One of my first articles as a graduate student assessed the instrumentation and methodology necessary to conduct automated high-flow stream sampling for trace-level mercury analysis. I then used those methods to evaluate the hydrologic and chemical controls on mercury transport in forested mountain streams. From those remote systems, contaminated from atmospheric Hg deposition, I moved to assessing controls on stream Hg transport in an industrially contaminated urban system and expanded on the prior work to evaluate organic (methyl mercury) as well as inorganic mercury. This most recent article was an application of what I had learned about stream Hg transport, but within the context of a large scale disturbance, fire. I was ‘lucky’ to be working within Shenandoah National Park when a relatively rare wildfire (for the Eastern U.S.) burned one of our study watersheds. It didn’t take long to search the literature and conclude that the impact of forest fire on streamwater Hg had not been assessed and we were in a unique position to quickly mobilize and conduct this study. I applied the methods developed in that first paper to this most recent study; it’s a nice feeling to continue citing one of your first papers throughout your career.

What aspect of your work are you most excited about at the moment?

I put some research on hold for the time sensitive post-fire Hg study that I am excited to return to now. I am evaluating the response/recovery of streams in Shenandoah National Park from historical acid deposition, within the context of different flow regimes. It’s a very unique data set (collecting high flow data in headwater streams for decades is labor intensive and not frequently done!) and I’m excited to finish up the analysis, write the manuscript and get this new piece of information out to the research and resource management community.

In your opinion, what is the biggest impact to aquatic ecosystems caused by elevated mercury and organic carbon?

Elevated inorganic mercury concentrations (what we measured in this featured study) have the potential to result in increased methylmercury concentrations, given the right environmental conditions and microbial community. Methylmercury is a neurotoxin that bioaccumulates in higher order predators, like fish, that humans eat. The global community is making efforts to reduce mercury in the environment due to the negative health implications, including the U.S. (see MATS standards, https://www.epa.gov/mats). Quantifying the contribution of Hg to streamwater from unregulated sources, such as wildfire, is important to accurately assess global budgets as well as the potential for changes in methylmercury in local streams.

What do you find most challenging about your research?

Communicating research findings succinctly in papers. I tend to want to write about every detail of the methods, analysis, and all my ideas of what the results may mean. I always end up writing way too much initially, but then take a few steps back, and return to it (many, many times) from the perspective of a fellow scientist not involved in the project. With that approach, I am ultimately able to sculpt it down to something that is more useful and relatively concise.
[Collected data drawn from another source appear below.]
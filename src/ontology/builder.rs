//! Step-by-step construction of the [`Ontology`]
//!
//! The builder moves through three states, so that terms can only be
//! connected once all of them are known and the [`Ontology`] can only
//! be created once all connections are resolved:
//!
//! ```text
//! Builder<LooseCollection>
//! |
//! terms_complete()
//! |
//! V
//! Builder<AllTerms>
//! |
//! connect_all_terms()
//! |
//! V
//! Builder<ConnectedTerms>
//! |
//! build()
//! |
//! V
//! Ontology
//! ```
//!
//! # Examples
//!
//! ```
//! use nosology::builder::Builder;
//! use nosology::HpoTermId;
//!
//! let mut builder = Builder::new();
//! builder.add_term("All", 1u32, []);
//! builder.add_term("Mode of inheritance", 5u32, [1u32.into()]);
//! builder.add_term("Phenotypic abnormality", 118u32, [1u32.into()]);
//! builder.add_term("Onset", 3674u32, [1u32.into()]);
//! builder.add_term("Abnormality of the skeletal system", 924u32, [118u32.into()]);
//!
//! let ontology = builder
//!     .terms_complete()
//!     .connect_all_terms()
//!     .unwrap()
//!     .build()
//!     .unwrap();
//!
//! assert_eq!(ontology.len(), 5);
//! assert!(ontology.is_ancestor_of(118u32.into(), 924u32.into()).unwrap());
//! ```
use std::marker::PhantomData;

use tracing::{debug, warn};

use crate::ontology::termarena::Arena;
use crate::term::internal::HpoTermInternal;
use crate::term::HpoGroup;
use crate::{HpoError, HpoResult, HpoTermId, Ontology};
use crate::{INHERITANCE_ID, ONSET_ID, PHENOTYPE_ID};

/// Terms are being added
pub struct LooseCollection;
/// All terms are present, but not yet connected
pub struct AllTerms;
/// All terms are connected to their parents and children
pub struct ConnectedTerms;

fn transition_state<TX, TY>(builder: Builder<TX>) -> Builder<TY> {
    Builder::<TY> {
        hpo_terms: builder.hpo_terms,
        state: PhantomData,
    }
}

/// Builds an [`Ontology`] from flat term records
///
/// See the [module documentation](self) for the individual steps
pub struct Builder<T> {
    hpo_terms: Arena,
    state: PhantomData<T>,
}

impl Builder<LooseCollection> {
    /// Constructs a new, empty builder
    pub fn new() -> Builder<LooseCollection> {
        Builder::<LooseCollection> {
            hpo_terms: Arena::default(),
            state: PhantomData,
        }
    }

    /// Adds a term together with the ids of its declared `is_a` parents
    ///
    /// The parents do not have to be present yet, they are resolved
    /// in [`Builder::connect_all_terms`].
    /// If a term with the same id was added before, it is replaced.
    pub fn add_term<I, P>(&mut self, name: &str, id: I, parents: P) -> HpoTermId
    where
        I: Into<HpoTermId>,
        P: IntoIterator<Item = HpoTermId>,
    {
        let id = id.into();
        let mut term = HpoTermInternal::new(name.to_string(), id);
        for parent in parents {
            term.declare_parent(parent);
        }
        if self.hpo_terms.insert(term) {
            warn!("{id} is defined more than once, keeping the last definition");
        }
        id
    }

    /// Finishes adding terms
    #[must_use]
    pub fn terms_complete(self) -> Builder<AllTerms> {
        debug!("Collected {} terms", self.hpo_terms.len());
        transition_state(self)
    }
}

impl Default for Builder<LooseCollection> {
    fn default() -> Self {
        Self::new()
    }
}

impl Builder<AllTerms> {
    /// Resolves all declared parents and caches the ancestors of every term
    ///
    /// # Errors
    ///
    /// [`HpoError::UnresolvedParent`] if a term declares a parent that
    /// is not present
    pub fn connect_all_terms(mut self) -> HpoResult<Builder<ConnectedTerms>> {
        let mut connections: Vec<(HpoTermId, HpoTermId)> = Vec::new();
        for term in self.hpo_terms.values() {
            for parent in term.declared_parents() {
                if !self.hpo_terms.contains(*parent) {
                    return Err(HpoError::UnresolvedParent {
                        child: *term.id(),
                        parent: *parent,
                    });
                }
                connections.push((*parent, *term.id()));
            }
        }

        for (parent, child) in connections {
            self.add_parent(parent, child);
        }

        for id in self.hpo_terms.keys() {
            let ancestors = self.create_cache_of_grandparents(id);
            *self.hpo_terms.get_unchecked_mut(id).all_parents_mut() = ancestors;
        }
        Ok(transition_state(self))
    }

    /// Add a connection from a term to its parent
    ///
    /// # Panics
    ///
    /// This method will panic if the `parent_id` or `child_id` is not present
    fn add_parent(&mut self, parent_id: HpoTermId, child_id: HpoTermId) {
        let parent = self.hpo_terms.get_unchecked_mut(parent_id);
        parent.add_child(child_id);

        let child = self.hpo_terms.get_unchecked_mut(child_id);
        child.add_parent(parent_id);
    }

    /// Collects all direct and indirect parents of the term
    ///
    /// The walk does not continue above `Phenotypic abnormality`, so the
    /// ancestors of phenotypic features never contain `All`. Every parent
    /// is expanded at most once, which also ends the walk on cyclic
    /// `is_a` relationships.
    fn create_cache_of_grandparents(&self, term_id: HpoTermId) -> HpoGroup {
        let mut ancestors = HpoGroup::new();
        let mut candidates = vec![term_id];
        while let Some(candidate) = candidates.pop() {
            for parent in self.hpo_terms.get_unchecked(candidate).parents() {
                if !ancestors.insert(parent) {
                    continue;
                }
                if parent == term_id {
                    warn!("Cyclic is_a relationship between {term_id} and {candidate}");
                }
                if parent != PHENOTYPE_ID {
                    candidates.push(parent);
                }
            }
        }
        ancestors
    }
}

impl Builder<ConnectedTerms> {
    /// Creates the [`Ontology`]
    ///
    /// # Errors
    ///
    /// [`HpoError::MissingAnchor`] if `Phenotypic abnormality`, `Onset`
    /// or `Mode of inheritance` is not present
    pub fn build(self) -> HpoResult<Ontology> {
        for anchor in [PHENOTYPE_ID, ONSET_ID, INHERITANCE_ID] {
            if !self.hpo_terms.contains(anchor) {
                return Err(HpoError::MissingAnchor(anchor));
            }
        }
        debug!("Created ontology with {} terms", self.hpo_terms.len());
        Ok(Ontology::new(self.hpo_terms))
    }
}

impl<T> Builder<T> {
    /// Returns the number of terms in the builder
    pub fn len(&self) -> usize {
        self.hpo_terms.len()
    }

    /// Returns `true` if no terms were added yet
    pub fn is_empty(&self) -> bool {
        self.len() == 0
    }
}

#[cfg(test)]
mod test {
    use super::*;

    fn anchored_builder() -> Builder<LooseCollection> {
        let mut builder = Builder::new();
        builder.add_term("All", 1u32, []);
        builder.add_term("Mode of inheritance", 5u32, [1u32.into()]);
        builder.add_term("Phenotypic abnormality", 118u32, [1u32.into()]);
        builder.add_term("Clinical modifier", 12823u32, [1u32.into()]);
        builder.add_term("Onset", 3674u32, [12823u32.into()]);
        builder
    }

    #[test]
    fn unresolved_parent_is_an_error() {
        let mut builder = anchored_builder();
        builder.add_term("Orphan", 924u32, [999u32.into()]);

        let res = builder.terms_complete().connect_all_terms();
        assert_eq!(
            res.err(),
            Some(HpoError::UnresolvedParent {
                child: 924u32.into(),
                parent: 999u32.into()
            })
        );
    }

    #[test]
    fn parents_can_be_added_after_children() {
        let mut builder = anchored_builder();
        builder.add_term("Child", 2u32, [3u32.into()]);
        builder.add_term("Parent", 3u32, [118u32.into()]);

        let ontology = builder
            .terms_complete()
            .connect_all_terms()
            .unwrap()
            .build()
            .unwrap();
        let child = ontology.hpo(2u32).unwrap();
        assert!(child.all_parent_ids().contains(&3u32.into()));
        assert!(child.all_parent_ids().contains(&118u32.into()));
        assert!(!child.all_parent_ids().contains(&1u32.into()));
    }

    #[test]
    fn missing_anchors_are_an_error() {
        for anchor in [5u32, 118, 3674] {
            let mut builder = Builder::new();
            for (name, id) in [("Inheritance", 5u32), ("Phenotype", 118), ("Onset", 3674)] {
                if id != anchor {
                    builder.add_term(name, id, []);
                }
            }
            let res = builder.terms_complete().connect_all_terms().unwrap().build();
            assert_eq!(res.err(), Some(HpoError::MissingAnchor(anchor.into())));
        }
    }

    #[test]
    fn cycles_do_not_loop_forever() {
        let mut builder = anchored_builder();
        builder.add_term("A", 10u32, [11u32.into(), 118u32.into()]);
        builder.add_term("B", 11u32, [10u32.into()]);

        let ontology = builder
            .terms_complete()
            .connect_all_terms()
            .unwrap()
            .build()
            .unwrap();
        assert!(ontology.is_ancestor_of(10u32.into(), 11u32.into()).unwrap());
        assert!(ontology.is_ancestor_of(11u32.into(), 10u32.into()).unwrap());
        assert!(ontology.is_ancestor_by_traversal(11u32.into(), 10u32.into()).unwrap());
        assert!(!ontology.is_ancestor_by_traversal(5u32.into(), 10u32.into()).unwrap());
        assert!(ontology.is_ancestor_of(118u32.into(), 11u32.into()).unwrap());
    }

    #[test]
    fn cyclic_ancestors_match_traversal() {
        let mut builder = anchored_builder();
        builder.add_term("A", 10u32, [11u32.into(), 118u32.into()]);
        builder.add_term("B", 11u32, [10u32.into()]);
        builder.add_term("C", 12u32, [11u32.into()]);
        builder.add_term("D", 13u32, [14u32.into()]);
        builder.add_term("E", 14u32, [15u32.into()]);
        builder.add_term("F", 15u32, [13u32.into(), 5u32.into()]);

        let ontology = builder
            .terms_complete()
            .connect_all_terms()
            .unwrap()
            .build()
            .unwrap();
        for a in &ontology {
            for b in &ontology {
                assert_eq!(
                    ontology.is_ancestor_of(a.id(), b.id()),
                    ontology.is_ancestor_by_traversal(a.id(), b.id()),
                    "{} -> {}",
                    a.id(),
                    b.id()
                );
            }
        }
        assert!(ontology.is_ancestor_of(118u32.into(), 12u32.into()).unwrap());
        assert!(!ontology.is_ancestor_of(1u32.into(), 12u32.into()).unwrap());
        assert!(ontology.is_ancestor_of(1u32.into(), 13u32.into()).unwrap());
    }

    #[test]
    fn duplicate_terms_are_replaced() {
        let mut builder = anchored_builder();
        builder.add_term("First", 20u32, [118u32.into()]);
        builder.add_term("Second", 20u32, [5u32.into()]);
        assert_eq!(builder.len(), 6);

        let ontology = builder
            .terms_complete()
            .connect_all_terms()
            .unwrap()
            .build()
            .unwrap();
        assert_eq!(ontology.term_name(20u32.into()), "Second");
        assert!(ontology.is_ancestor_of(5u32.into(), 20u32.into()).unwrap());
    }
}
In which upcoming conferences or events may our readers meet you?

You’ll have to come to the University of Virginia or Shenandoah National Park!  I was just at the International Conference on Mercury as a Global Pollutant this past summer and will hopefully be attending the fall AGU meeting in 2018.

How do you spend your spare time?

Trail running, dog walking, reading (just finished Lab Girl by Hope Jahren, wonderful book), and volunteering with the local collie rescue. Vacations are usually backpacking adventures with my former grad school lab-mates.

Which profession would you choose if you were not a scientist?

Can I just pick another type of scientist? I think being a wildlife biologist or entomologist would be pretty spectacular. If pressed, perhaps I could be a Resource Manager with a National Park or National Forest.

Can you share one piece of career-related advice or wisdom with other early career scientists?

From my personal experience (see my bio), I would point out that there is no one path to becoming a scientist. Pursue the ideas/places/environments/collaborations that interest you from the start and you’ll be led down a path where you enjoy your work and your life.